In case of PPE, for example, a materials order is placed from the U.S. to China. Chinese textile manufacturers ramp up their production, which may not take a lot of time. The material is packaged and sent by ocean fright, so a month or so elapses. In the meantime, the manufacturer in the U.S. is assembling the components that go around the masks — filters, plastics etc. Those must also be shipped to the factory. If the material arrives but the filters don’t, more time elapses. So, the lead time between the time the order is placed to the time the order can be shipped can be weeks or even months.
There are some fundamental characteristics in procurement relationships that can also strain supply — a polite way of saying that it can easily cause problems. Volume equals clout, so the biggest purchasers of materials and components go to the head of the supply line during shortages. This may divert supply to factories that are still ramping up production and away from smaller manufacturers that are already producing. It also encourages over-buying, because higher volumes equals cheaper prices.
Manufacturers that are sitting on supplies either have to sell that inventory to another factory or return material to suppliers so they can resell it. These processes add cost and time to the transfer, which is also where arbitrage takes place. In a competitive market, bidding wars drive prices up, and manufacturers that have already bought materials are generally free to resell them at any price they want.
The governors of U.S. states are reporting such bidding wars for PPE and ventilators. Some report having to bid against the Federal government — and they inevitably lose. The Trump Administration has been asked to use the DPA to discourage this practice, but thus far has refused. Currently, states are in a bidding war against one another and U.S. government stockpiles are not being released based on need, demand, or number of Covid-19 cases. For DPA to work, relationships throughout the supply chain have to be managed, and the distribution of finished goods be based on defined criteria.

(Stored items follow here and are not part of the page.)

//! TrimMerge CLI
//!
//! Mark time ranges for deletion across one or more videos and export a
//! single merged file of everything that remains.
//!
//! # Usage
//!
//! ```bash
//! trimmerge export --input a.mp4 --input b.mp4 --delete 1:10-20 --output merged.mp4
//! trimmerge clip --input video.mp4 --start 00:01:00 --end 00:02:00
//! trimmerge inspect --input video.mp4
//! ```

use anyhow::Result;
use clap::Parser;
use tracing_subscriber::EnvFilter;

use trimmerge::cli::{commands, Cli, Commands};
use trimmerge::config::AppConfig;

/// Main entry point for the TrimMerge CLI application
#[tokio::main]
async fn main() -> Result<()> {
    let cli = Cli::parse();

    // RUST_LOG wins over --log-level; progress goes to stdout, logs to stderr
    tracing_subscriber::fmt()
        .with_env_filter(
            EnvFilter::try_from_default_env().unwrap_or_else(|_| EnvFilter::new(&cli.log_level)),
        )
        .with_writer(std::io::stderr)
        .init();

    let config = AppConfig::load()?;

    match cli.command {
        Commands::Export(args) => commands::export(args, config).await,
        Commands::Clip(args) => commands::clip(args, config).await,
        Commands::Inspect(args) => commands::inspect(args, config).await,
    }
}
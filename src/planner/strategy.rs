//! Export plan construction

use std::io::Write;
use std::path::Path;

use tracing::info;

use crate::config::EncodeSettings;
use crate::domain::model::Project;
use crate::error::{ExportError, ExportResult};
use crate::planner::{ExportJob, ExportPlan, JobKind, TargetFormat};

/// Builds the ordered job list for an export request
pub struct PlanBuilder;

impl PlanBuilder {
    /// Create a new plan builder
    #[allow(clippy::new_without_default)]
    pub fn new() -> Self {
        Self
    }

    /// Build the export plan for `project`.
    ///
    /// One extraction job per keep segment in playlist order, then a single
    /// concat job into `destination`. With a single source video the
    /// extractions stream-copy; with several they re-encode to a unified
    /// target format, since concatenation requires bit-stream compatible
    /// inputs. Fully-deleted videos contribute nothing. The concat list file
    /// is written as part of planning.
    pub fn build(
        &self,
        project: &mut Project,
        destination: &Path,
        work_dir: &Path,
        encode: &EncodeSettings,
    ) -> ExportResult<ExportPlan> {
        let transcode = project.videos.len() > 1;
        let target = Self::select_target(project, encode);

        info!(
            "Planning export of {} video(s) to {} ({})",
            project.videos.len(),
            destination.display(),
            if transcode {
                "unified re-encode"
            } else {
                "stream copy"
            }
        );

        std::fs::create_dir_all(work_dir)?;

        let mut jobs = Vec::new();
        let mut segment_outputs = Vec::new();
        for (v_idx, video) in project.videos.iter_mut().enumerate() {
            for (k_idx, keep) in video.keep_segments().into_iter().enumerate() {
                let output = work_dir.join(format!("clip_{:02}_{:03}.mp4", v_idx, k_idx));
                let kind = if transcode {
                    JobKind::TranscodeExtract { target }
                } else {
                    JobKind::CopyExtract
                };
                jobs.push(ExportJob {
                    kind,
                    input: video.path.clone(),
                    output: output.clone(),
                    window: Some(keep),
                    weight: keep.duration() as f64,
                });
                segment_outputs.push(output);
            }
        }

        if jobs.is_empty() {
            return Err(ExportError::EmptyPlan);
        }

        let list_file = work_dir.join("concat_list.txt");
        let mut list = std::fs::File::create(&list_file)?;
        for path in &segment_outputs {
            // Forward slashes keep the concat demuxer happy on every platform
            writeln!(list, "file '{}'", path.to_string_lossy().replace('\\', "/"))?;
        }

        jobs.push(ExportJob {
            kind: JobKind::Concat,
            input: list_file.clone(),
            output: destination.to_path_buf(),
            window: None,
            weight: 1.0,
        });

        info!("Planned {} job(s)", jobs.len());

        Ok(ExportPlan {
            jobs,
            work_dir: work_dir.to_path_buf(),
            segment_outputs,
            list_file,
            destination: destination.to_path_buf(),
        })
    }

    /// Pick the unified target geometry: the maximum width and height seen
    /// across inputs with known resolution, else the configured fallback
    fn select_target(project: &Project, encode: &EncodeSettings) -> TargetFormat {
        let mut width = 0;
        let mut height = 0;
        for video in &project.videos {
            if let Some(w) = video.width {
                width = width.max(w);
            }
            if let Some(h) = video.height {
                height = height.max(h);
            }
        }
        if width == 0 || height == 0 {
            width = encode.fallback_width;
            height = encode.fallback_height;
        }
        TargetFormat {
            width,
            height,
            fps: encode.fps,
        }
    }
}
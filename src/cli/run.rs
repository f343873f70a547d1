//! Run orchestration: resolve → poll → reconcile → download → transform

use indicatif::{ProgressBar, ProgressStyle};
use serde::Serialize;
use std::path::PathBuf;
use std::sync::Arc;
use tracing::{error, info, info_span, warn, Instrument};

use super::{CliError, OutputFormat, RunRequest};
use crate::config::ExportConfig;
use crate::downloader::DayDownloader;
use crate::job::{
    reconcile_days, CompletionPoller, DateWindow, DaySet, JobResolver, PollSettings,
};
use crate::output::JobLayout;
use crate::remote::ExportService;
use crate::shutdown::SharedShutdown;
use crate::transform::{ReportBuilder, ReportOutcome};
use crate::ExportJob;

/// Structured result of a run
#[derive(Debug, Clone, Default, PartialEq, Eq, Serialize)]
#[serde(rename_all = "camelCase")]
pub struct RunResult {
    /// Whether the run produced its output
    pub success: bool,
    /// Local job folder, once known
    pub job_folder: Option<String>,
    /// Records in the report
    #[serde(skip_serializing_if = "Option::is_none")]
    pub record_count: Option<usize>,
    /// Report location, when one was written
    #[serde(skip_serializing_if = "Option::is_none")]
    pub csv_path: Option<String>,
    /// Failure description
    #[serde(skip_serializing_if = "Option::is_none")]
    pub error: Option<String>,
}

/// Successful run details
struct RunOutcome {
    record_count: usize,
    csv_path: Option<PathBuf>,
}

/// End-to-end pipeline over one export service
pub struct Pipeline {
    config: ExportConfig,
    service: Arc<dyn ExportService>,
    shutdown: Option<SharedShutdown>,
    show_progress: bool,
    force: bool,
}

impl Pipeline {
    /// Pipeline with the given configuration and service
    pub fn new(config: ExportConfig, service: Arc<dyn ExportService>) -> Self {
        Self {
            config,
            service,
            shutdown: None,
            show_progress: false,
            force: false,
        }
    }

    /// Attach a shared shutdown handle for graceful cancellation.
    pub fn with_shutdown(mut self, shutdown: SharedShutdown) -> Self {
        self.shutdown = Some(shutdown);
        self
    }

    /// Render a progress bar over days while downloading
    pub fn with_progress(mut self, show: bool) -> Self {
        self.show_progress = show;
        self
    }

    /// Re-download day files that already exist
    pub fn with_force(mut self, force: bool) -> Self {
        self.force = force;
        self
    }

    /// Run the request; every failure is reported in the result, never raised
    pub async fn run(&self, request: &RunRequest) -> RunResult {
        let mut job_folder = None;
        let span = info_span!("run", resource_type = %self.config.resource_type);

        match self.execute(request, &mut job_folder).instrument(span).await {
            Ok(outcome) => RunResult {
                success: true,
                job_folder: job_folder.map(display),
                record_count: Some(outcome.record_count),
                csv_path: outcome.csv_path.map(display),
                error: None,
            },
            Err(e) => {
                error!("Run failed: {}", e);
                RunResult {
                    success: false,
                    job_folder: job_folder.map(display),
                    record_count: None,
                    csv_path: None,
                    error: Some(e.to_string()),
                }
            }
        }
    }

    async fn execute(
        &self,
        request: &RunRequest,
        job_folder: &mut Option<PathBuf>,
    ) -> Result<RunOutcome, CliError> {
        let (job, window) = self.acquire_job(request).await?;

        let layout = JobLayout::new(&self.config.download_root, job.display_name(), &job.id);
        *job_folder = Some(layout.job_folder().to_path_buf());

        let day_set = reconcile_days(&job.details, window.as_ref());
        log_day_set(&job, &day_set);

        if day_set.is_empty() {
            info!(job_id = %job.id, "Job has no days with data to download");
            return Ok(RunOutcome {
                record_count: 0,
                csv_path: None,
            });
        }

        self.download(&day_set, &layout).await?;

        let outcome = ReportBuilder::new()
            .with_days(day_set.days_to_download.iter().cloned())
            .build(&layout.files_dir(), &layout.report_path())
            .await?;
        let stats = outcome.stats();
        if stats.files_failed > 0 || stats.skipped_lines > 0 {
            warn!(
                files_failed = stats.files_failed,
                skipped_lines = stats.skipped_lines,
                "Some input could not be parsed"
            );
        }

        Ok(match outcome {
            ReportOutcome::NoData(_) => RunOutcome {
                record_count: 0,
                csv_path: None,
            },
            ReportOutcome::Written { path, stats } => RunOutcome {
                record_count: stats.records,
                csv_path: Some(path),
            },
        })
    }

    /// Resolve the job and wait until it has accounted for every expected day
    async fn acquire_job(
        &self,
        request: &RunRequest,
    ) -> Result<(ExportJob, Option<DateWindow>), CliError> {
        let resource = self.config.resource_type.as_str();
        let resolver =
            JobResolver::new(Arc::clone(&self.service)).with_list_limit(self.config.job_list_limit);

        match request {
            RunRequest::ExistingJob { job_id } => {
                let job = resolver.fetch_job(resource, job_id).await?;
                let expected = expected_days(&job);
                let counts = job.completion();
                if counts.is_complete(expected) || counts.is_settled_with_failures(expected) {
                    return Ok((job, None));
                }
                let job = self.wait(resource, &job.id, expected, false).await?;
                Ok((job, None))
            }
            RunRequest::Range { window, name } => {
                let (resolved, created) = resolver
                    .resolve_or_create(
                        resource,
                        &window.start_str(),
                        &window.end_str(),
                        window.len(),
                        name,
                    )
                    .await?;

                let job = if resolved.needs_waiting {
                    self.wait(resource, &resolved.job.id, window.len(), created)
                        .await?
                } else {
                    resolved.job
                };
                Ok((job, Some(*window)))
            }
        }
    }

    async fn wait(
        &self,
        resource: &str,
        job_id: &str,
        expected: u32,
        new_job: bool,
    ) -> Result<ExportJob, CliError> {
        let mut poller = CompletionPoller::new(
            Arc::clone(&self.service),
            PollSettings::from_config(&self.config, new_job),
        );
        if let Some(shutdown) = &self.shutdown {
            poller = poller.with_shutdown(Arc::clone(shutdown));
        }
        let completed = poller.wait_for_completion(resource, job_id, expected).await?;
        info!(
            job_id,
            ticks = completed.ticks,
            elapsed_secs = completed.elapsed.as_secs(),
            "Job ready"
        );
        Ok(completed.job)
    }

    async fn download(&self, day_set: &DaySet, layout: &JobLayout) -> Result<(), CliError> {
        let mut downloader = DayDownloader::from_config(Arc::clone(&self.service), &self.config)?
            .with_skip_existing(!self.force);
        if let Some(shutdown) = &self.shutdown {
            downloader = downloader.with_shutdown(Arc::clone(shutdown));
        }
        let progress = self
            .show_progress
            .then(|| create_progress_bar(day_set.days_to_download.len() as u64));
        if let Some(pb) = &progress {
            downloader = downloader.with_progress(pb.clone());
        }

        let summary = downloader
            .download_days(&day_set.days_to_download, &layout.files_dir())
            .await?;
        if let Some(pb) = progress {
            pb.finish_and_clear();
        }

        info!(
            succeeded = summary.succeeded.len(),
            failed = summary.failed.len(),
            mb = summary.total_bytes as f64 / 1_048_576.0,
            mb_per_sec = summary.throughput_bytes_per_sec() / 1_048_576.0,
            "Downloads finished"
        );

        if summary.succeeded.is_empty() && !summary.failed.is_empty() {
            return Err(CliError::AllDownloadsFailed {
                failed: summary.failed.len(),
            });
        }
        if !summary.all_succeeded() {
            warn!(
                "{} of {} days failed to download:",
                summary.failed.len(),
                summary.total_days()
            );
            for line in summary.failure_lines() {
                warn!("  {}", line);
            }
        }
        Ok(())
    }
}

/// Days a job should account for, from its own range; falls back to its buckets
fn expected_days(job: &ExportJob) -> u32 {
    match DateWindow::parse(&job.start_day, &job.end_day) {
        Ok(window) => window.len(),
        Err(_) => {
            let counts = job.completion();
            counts.completed_days + counts.failed_days
        }
    }
}

fn log_day_set(job: &ExportJob, day_set: &DaySet) {
    info!(
        job_id = %job.id,
        to_download = day_set.days_to_download.len(),
        empty = day_set.empty_days_in_range.len(),
        outside_job = day_set.days_outside_job_scope,
        total = day_set.total_days_in_range,
        "Reconciled job days"
    );
    if day_set.days_outside_job_scope > 0 {
        warn!(
            days = day_set.days_outside_job_scope,
            "Some requested days are not covered by the job"
        );
    }
}

fn display(path: PathBuf) -> String {
    path.display().to_string()
}

fn create_progress_bar(days: u64) -> ProgressBar {
    let pb = ProgressBar::new(days);
    if let Ok(style) = ProgressStyle::default_bar()
        .template("{spinner:.green} [{elapsed_precise}] [{bar:40.cyan/blue}] {pos}/{len} ({percent}%) {msg}")
    {
        pb.set_style(style.progress_chars("#>-"));
    }
    pb
}

/// Print the run result
pub fn print_result(result: &RunResult, format: OutputFormat) {
    match format {
        OutputFormat::Json => output_json(result),
        OutputFormat::Human => output_human(result),
    }
}

fn output_json(result: &RunResult) {
    match serde_json::to_string(result) {
        Ok(json) => println!("{json}"),
        Err(e) => error!("Failed to serialize result: {}", e),
    }
}

fn output_human(result: &RunResult) {
    if result.success {
        println!("\nExport completed successfully!");
        if let Some(folder) = &result.job_folder {
            println!("Job folder: {folder}");
        }
        match (&result.csv_path, result.record_count) {
            (Some(path), Some(count)) => {
                println!("Report: {path}");
                println!("Records: {count}");
            }
            _ => println!("No records found, no report written"),
        }
    } else {
        eprintln!("\nExport failed!");
        if let Some(folder) = &result.job_folder {
            eprintln!("Job folder: {folder}");
        }
        if let Some(err) = &result.error {
            eprintln!("Error: {err}");
        }
    }
}
//! Filesystem layout of a job
//!
//! ```text
//! <root>/<sanitized-job-name>/
//! ├── files/
//! │   ├── export_2025-04-01.json.gz
//! │   └── export_2025-04-02.json.gz
//! └── export.csv
//! ```

use std::path::{Path, PathBuf};

/// Subdirectory holding the day artifacts
pub const FILES_DIR: &str = "files";

/// Report file name
pub const REPORT_FILE: &str = "export.csv";

/// Artifact file prefix
pub const DAY_FILE_PREFIX: &str = "export_";

/// Artifact file suffix
pub const DAY_FILE_SUFFIX: &str = ".json.gz";

/// Artifact file name for a day
pub fn day_file_name(day: &str) -> String {
    format!("{DAY_FILE_PREFIX}{day}{DAY_FILE_SUFFIX}")
}

/// Make a job name safe to use as a single directory name.
///
/// Characters outside `[A-Za-z0-9_-]` become `_`, then runs of `_` collapse.
pub fn sanitize_folder_name(name: &str) -> String {
    let mut out = String::with_capacity(name.len());
    for c in name.chars() {
        let c = if c.is_ascii_alphanumeric() || c == '-' || c == '_' {
            c
        } else {
            '_'
        };
        if c == '_' && out.ends_with('_') {
            continue;
        }
        out.push(c);
    }
    out
}

/// Paths for one job below the download root
#[derive(Debug, Clone, PartialEq, Eq)]
pub struct JobLayout {
    job_folder: PathBuf,
}

impl JobLayout {
    /// Layout for a job name; an unusable name falls back to the job id
    pub fn new(root: &Path, job_name: &str, job_id: &str) -> Self {
        let mut folder = sanitize_folder_name(job_name);
        if folder.trim_matches('_').is_empty() {
            folder = sanitize_folder_name(job_id);
        }
        Self {
            job_folder: root.join(folder),
        }
    }

    /// `<root>/<name>`
    pub fn job_folder(&self) -> &Path {
        &self.job_folder
    }

    /// `<root>/<name>/files`
    pub fn files_dir(&self) -> PathBuf {
        self.job_folder.join(FILES_DIR)
    }

    /// `<root>/<name>/export.csv`
    pub fn report_path(&self) -> PathBuf {
        self.job_folder.join(REPORT_FILE)
    }

    /// `<root>/<name>/files/export_<day>.json.gz`
    pub fn day_file(&self, day: &str) -> PathBuf {
        self.files_dir().join(day_file_name(day))
    }
}
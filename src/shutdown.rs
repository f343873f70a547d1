//! Graceful shutdown coordination.
//!
//! A [`ShutdownCoordinator`] is created once in `main` and handed to the
//! poller and the downloader. Ctrl+C flips it; polling stops at its next
//! sleep and downloads still in flight are recorded as cancelled instead of
//! leaving half-written artifacts behind.

use std::sync::atomic::{AtomicBool, Ordering};
use std::sync::Arc;
use tokio::sync::Notify;
use tracing::warn;

/// Shared handle to a shutdown coordinator.
pub type SharedShutdown = Arc<ShutdownCoordinator>;

/// Coordinates graceful shutdown across async tasks.
#[derive(Debug, Default)]
pub struct ShutdownCoordinator {
    requested: AtomicBool,
    notify: Notify,
}

impl ShutdownCoordinator {
    /// Create a new coordinator.
    pub fn new() -> Self {
        Self::default()
    }

    /// Create a new shared coordinator wrapped in [`Arc`].
    pub fn shared() -> SharedShutdown {
        Arc::new(Self::new())
    }

    /// Request shutdown. Waiters are woken only on the first call.
    pub fn request_shutdown(&self) {
        if !self.requested.swap(true, Ordering::SeqCst) {
            self.notify.notify_waiters();
        }
    }

    /// Whether shutdown has been requested.
    pub fn is_shutdown_requested(&self) -> bool {
        self.requested.load(Ordering::SeqCst)
    }

    /// Resolve once shutdown is requested; immediately if it already was.
    pub async fn wait_for_shutdown(&self) {
        let notified = self.notify.notified();
        tokio::pin!(notified);
        // Register before checking the flag so a concurrent request is not missed
        notified.as_mut().enable();
        if self.is_shutdown_requested() {
            return;
        }
        notified.await;
    }

    /// Spawn a task that requests shutdown on Ctrl+C.
    pub fn listen_for_ctrl_c(self: &Arc<Self>) {
        let handle = Arc::clone(self);
        tokio::spawn(async move {
            if tokio::signal::ctrl_c().await.is_ok() {
                warn!("Ctrl+C received, finishing in-flight work and stopping");
                handle.request_shutdown();
            }
        });
    }
}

It’s clear that the DPA is not constructed to manage the 2020 supply chain. However, DPA is set up to allow the government to identify, prioritize, and allocate scarce resources in a time of emergency. Thus far, the U.S. federal government has chosen not to get involved in the nation-wide procurement and distribution process. In turn, it is causing necessary products not going to the cities and states in most dire need of them right now.